• _YOUR GOAL_:
If a line of the data below contains the string "passed", copy it into your answer.

[Stored items]
##############################
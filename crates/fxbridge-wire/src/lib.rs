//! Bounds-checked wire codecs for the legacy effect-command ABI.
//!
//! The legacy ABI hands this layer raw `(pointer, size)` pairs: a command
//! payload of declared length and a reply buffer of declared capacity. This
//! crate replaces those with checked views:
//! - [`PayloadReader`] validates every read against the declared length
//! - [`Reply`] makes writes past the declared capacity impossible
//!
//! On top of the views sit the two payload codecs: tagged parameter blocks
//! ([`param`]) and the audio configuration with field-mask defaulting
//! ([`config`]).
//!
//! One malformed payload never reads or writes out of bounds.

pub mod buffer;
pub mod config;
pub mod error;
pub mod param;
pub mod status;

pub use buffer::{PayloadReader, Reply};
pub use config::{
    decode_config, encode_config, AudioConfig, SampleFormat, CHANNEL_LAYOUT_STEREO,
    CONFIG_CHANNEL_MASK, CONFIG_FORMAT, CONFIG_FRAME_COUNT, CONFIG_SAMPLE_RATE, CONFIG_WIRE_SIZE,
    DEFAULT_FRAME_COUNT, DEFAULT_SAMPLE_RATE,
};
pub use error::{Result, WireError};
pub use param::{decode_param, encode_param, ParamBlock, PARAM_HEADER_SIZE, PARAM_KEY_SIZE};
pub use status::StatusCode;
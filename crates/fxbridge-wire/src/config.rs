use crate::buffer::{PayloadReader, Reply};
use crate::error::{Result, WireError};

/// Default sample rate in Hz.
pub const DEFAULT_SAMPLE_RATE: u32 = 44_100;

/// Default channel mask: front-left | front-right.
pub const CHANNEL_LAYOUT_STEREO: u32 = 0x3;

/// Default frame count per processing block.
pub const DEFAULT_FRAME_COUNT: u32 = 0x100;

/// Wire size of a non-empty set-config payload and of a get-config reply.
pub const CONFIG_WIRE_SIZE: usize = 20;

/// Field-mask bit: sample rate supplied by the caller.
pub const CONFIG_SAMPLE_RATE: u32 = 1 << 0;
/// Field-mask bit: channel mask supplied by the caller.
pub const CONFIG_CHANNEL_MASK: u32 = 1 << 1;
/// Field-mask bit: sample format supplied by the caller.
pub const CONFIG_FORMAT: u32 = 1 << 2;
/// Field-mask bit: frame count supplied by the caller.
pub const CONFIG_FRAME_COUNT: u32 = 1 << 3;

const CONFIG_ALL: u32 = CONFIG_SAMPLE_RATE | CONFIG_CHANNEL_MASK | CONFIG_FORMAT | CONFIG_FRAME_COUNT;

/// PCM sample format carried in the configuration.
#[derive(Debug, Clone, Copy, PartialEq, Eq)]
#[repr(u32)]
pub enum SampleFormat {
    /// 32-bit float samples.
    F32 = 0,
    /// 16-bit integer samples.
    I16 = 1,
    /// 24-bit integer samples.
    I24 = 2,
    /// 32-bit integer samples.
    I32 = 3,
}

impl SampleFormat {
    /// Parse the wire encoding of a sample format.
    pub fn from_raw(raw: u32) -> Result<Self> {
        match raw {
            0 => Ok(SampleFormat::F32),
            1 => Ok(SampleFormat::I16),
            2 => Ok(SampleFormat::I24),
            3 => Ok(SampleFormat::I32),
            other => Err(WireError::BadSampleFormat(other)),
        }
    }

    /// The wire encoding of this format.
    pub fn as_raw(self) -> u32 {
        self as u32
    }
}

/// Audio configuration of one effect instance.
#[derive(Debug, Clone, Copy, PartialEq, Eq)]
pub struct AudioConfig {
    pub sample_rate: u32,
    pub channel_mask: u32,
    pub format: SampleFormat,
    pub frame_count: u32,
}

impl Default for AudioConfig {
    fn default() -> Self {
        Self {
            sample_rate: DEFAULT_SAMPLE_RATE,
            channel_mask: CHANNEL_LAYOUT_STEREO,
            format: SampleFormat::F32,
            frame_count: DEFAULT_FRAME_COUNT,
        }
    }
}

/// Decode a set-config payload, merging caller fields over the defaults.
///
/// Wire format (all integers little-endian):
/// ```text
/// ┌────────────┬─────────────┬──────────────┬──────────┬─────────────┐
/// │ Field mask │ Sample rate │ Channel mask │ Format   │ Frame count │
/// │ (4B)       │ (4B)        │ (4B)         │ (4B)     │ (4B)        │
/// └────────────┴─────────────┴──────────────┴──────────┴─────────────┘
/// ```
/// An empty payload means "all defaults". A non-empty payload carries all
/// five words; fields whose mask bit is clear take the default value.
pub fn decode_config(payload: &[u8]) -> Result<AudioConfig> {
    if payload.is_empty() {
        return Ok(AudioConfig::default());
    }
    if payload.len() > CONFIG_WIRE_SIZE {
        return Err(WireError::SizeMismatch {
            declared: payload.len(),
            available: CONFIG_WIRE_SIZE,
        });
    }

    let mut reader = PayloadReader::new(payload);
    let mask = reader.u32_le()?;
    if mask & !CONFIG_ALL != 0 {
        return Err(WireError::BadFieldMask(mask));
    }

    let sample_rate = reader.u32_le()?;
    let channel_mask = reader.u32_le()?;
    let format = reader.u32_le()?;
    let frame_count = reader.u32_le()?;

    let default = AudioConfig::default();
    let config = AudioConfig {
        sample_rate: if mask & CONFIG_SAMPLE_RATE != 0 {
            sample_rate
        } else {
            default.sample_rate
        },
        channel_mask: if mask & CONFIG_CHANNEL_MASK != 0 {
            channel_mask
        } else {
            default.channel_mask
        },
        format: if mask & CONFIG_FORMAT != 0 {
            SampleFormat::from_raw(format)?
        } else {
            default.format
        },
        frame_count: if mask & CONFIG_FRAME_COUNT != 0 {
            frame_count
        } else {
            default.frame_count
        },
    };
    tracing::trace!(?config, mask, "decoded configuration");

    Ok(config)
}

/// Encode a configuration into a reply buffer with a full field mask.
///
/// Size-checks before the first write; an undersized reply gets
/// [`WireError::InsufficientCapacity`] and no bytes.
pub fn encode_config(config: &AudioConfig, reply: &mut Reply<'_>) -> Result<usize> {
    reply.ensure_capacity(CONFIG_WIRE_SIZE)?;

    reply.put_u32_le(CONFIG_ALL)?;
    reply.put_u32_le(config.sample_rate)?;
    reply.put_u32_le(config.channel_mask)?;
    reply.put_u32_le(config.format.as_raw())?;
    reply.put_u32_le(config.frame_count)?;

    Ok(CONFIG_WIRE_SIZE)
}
##############################
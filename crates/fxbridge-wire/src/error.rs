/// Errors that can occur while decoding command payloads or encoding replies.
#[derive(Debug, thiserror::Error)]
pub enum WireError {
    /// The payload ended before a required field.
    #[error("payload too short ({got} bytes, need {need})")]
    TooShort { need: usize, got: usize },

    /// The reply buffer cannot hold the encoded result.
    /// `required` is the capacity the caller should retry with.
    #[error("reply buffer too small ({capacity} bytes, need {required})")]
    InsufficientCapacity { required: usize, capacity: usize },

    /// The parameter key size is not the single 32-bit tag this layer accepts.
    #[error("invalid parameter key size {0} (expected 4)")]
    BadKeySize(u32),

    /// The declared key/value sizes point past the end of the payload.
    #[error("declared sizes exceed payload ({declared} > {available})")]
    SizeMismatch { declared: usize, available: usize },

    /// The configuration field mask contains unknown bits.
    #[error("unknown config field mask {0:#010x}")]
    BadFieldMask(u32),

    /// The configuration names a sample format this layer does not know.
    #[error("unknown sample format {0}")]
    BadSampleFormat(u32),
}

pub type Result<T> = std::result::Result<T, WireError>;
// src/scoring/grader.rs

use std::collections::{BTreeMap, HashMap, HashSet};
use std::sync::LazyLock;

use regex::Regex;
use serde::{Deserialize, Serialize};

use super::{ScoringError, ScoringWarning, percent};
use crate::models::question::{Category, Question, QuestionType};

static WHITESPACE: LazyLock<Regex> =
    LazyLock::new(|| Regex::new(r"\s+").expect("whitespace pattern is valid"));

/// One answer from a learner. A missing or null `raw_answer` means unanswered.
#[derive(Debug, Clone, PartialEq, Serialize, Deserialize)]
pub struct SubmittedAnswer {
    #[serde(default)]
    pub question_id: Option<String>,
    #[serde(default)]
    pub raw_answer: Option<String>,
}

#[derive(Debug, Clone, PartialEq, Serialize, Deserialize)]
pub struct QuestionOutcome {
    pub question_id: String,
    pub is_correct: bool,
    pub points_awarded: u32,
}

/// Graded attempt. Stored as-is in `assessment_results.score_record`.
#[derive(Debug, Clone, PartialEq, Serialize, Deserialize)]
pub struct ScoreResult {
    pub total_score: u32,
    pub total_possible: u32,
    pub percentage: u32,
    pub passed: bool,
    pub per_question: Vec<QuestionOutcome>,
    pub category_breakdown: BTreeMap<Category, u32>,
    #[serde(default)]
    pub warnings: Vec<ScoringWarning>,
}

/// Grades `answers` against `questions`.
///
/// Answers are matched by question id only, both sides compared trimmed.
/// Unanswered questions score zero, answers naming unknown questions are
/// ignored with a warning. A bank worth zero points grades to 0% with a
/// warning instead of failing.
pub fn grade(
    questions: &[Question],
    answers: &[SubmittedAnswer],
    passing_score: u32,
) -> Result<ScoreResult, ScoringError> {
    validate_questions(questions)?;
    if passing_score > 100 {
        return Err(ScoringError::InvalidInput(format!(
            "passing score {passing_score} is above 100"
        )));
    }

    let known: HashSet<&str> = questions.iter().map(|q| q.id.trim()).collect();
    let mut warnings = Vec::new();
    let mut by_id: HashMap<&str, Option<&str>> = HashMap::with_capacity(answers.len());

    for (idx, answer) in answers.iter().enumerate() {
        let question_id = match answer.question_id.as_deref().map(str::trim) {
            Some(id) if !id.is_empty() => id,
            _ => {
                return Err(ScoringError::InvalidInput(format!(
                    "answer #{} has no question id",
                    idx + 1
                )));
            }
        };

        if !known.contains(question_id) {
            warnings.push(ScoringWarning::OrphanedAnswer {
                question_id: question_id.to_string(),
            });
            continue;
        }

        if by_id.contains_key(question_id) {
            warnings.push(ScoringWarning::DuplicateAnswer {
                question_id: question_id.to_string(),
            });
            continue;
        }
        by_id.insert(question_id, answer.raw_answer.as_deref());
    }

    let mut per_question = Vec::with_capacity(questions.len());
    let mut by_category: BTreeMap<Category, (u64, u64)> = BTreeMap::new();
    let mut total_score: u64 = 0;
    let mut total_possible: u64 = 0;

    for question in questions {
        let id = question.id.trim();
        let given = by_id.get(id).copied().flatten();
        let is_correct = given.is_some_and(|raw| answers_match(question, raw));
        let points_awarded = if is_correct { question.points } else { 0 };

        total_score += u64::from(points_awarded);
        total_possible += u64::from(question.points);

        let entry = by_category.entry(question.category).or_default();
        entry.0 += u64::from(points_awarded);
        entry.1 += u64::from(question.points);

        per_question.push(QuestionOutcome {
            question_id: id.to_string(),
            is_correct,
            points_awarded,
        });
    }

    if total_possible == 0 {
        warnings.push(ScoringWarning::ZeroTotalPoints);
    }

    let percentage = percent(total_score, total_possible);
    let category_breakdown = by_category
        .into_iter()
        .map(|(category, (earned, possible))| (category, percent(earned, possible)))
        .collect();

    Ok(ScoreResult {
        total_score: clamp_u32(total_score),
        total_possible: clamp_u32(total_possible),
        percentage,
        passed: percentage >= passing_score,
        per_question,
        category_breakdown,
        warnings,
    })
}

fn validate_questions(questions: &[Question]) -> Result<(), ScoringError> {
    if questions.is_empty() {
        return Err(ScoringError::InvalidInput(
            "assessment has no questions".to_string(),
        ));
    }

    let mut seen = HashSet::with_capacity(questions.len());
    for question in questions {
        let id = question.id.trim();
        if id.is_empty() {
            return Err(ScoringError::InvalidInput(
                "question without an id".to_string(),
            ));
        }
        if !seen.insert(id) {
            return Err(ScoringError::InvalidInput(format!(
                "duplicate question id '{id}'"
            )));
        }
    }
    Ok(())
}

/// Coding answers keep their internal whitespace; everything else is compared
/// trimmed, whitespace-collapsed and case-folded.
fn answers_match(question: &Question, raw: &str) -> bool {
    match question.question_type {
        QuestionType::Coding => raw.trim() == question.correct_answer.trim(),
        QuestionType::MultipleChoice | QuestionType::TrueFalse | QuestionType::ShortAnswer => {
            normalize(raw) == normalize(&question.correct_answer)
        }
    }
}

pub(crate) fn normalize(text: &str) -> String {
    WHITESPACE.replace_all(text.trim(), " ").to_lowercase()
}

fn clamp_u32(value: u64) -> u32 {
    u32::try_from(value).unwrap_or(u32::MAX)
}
##############################
• _RESPONSE TO THIS TASK_:
    pub passed: bool,
        passed: percentage >= passing_score,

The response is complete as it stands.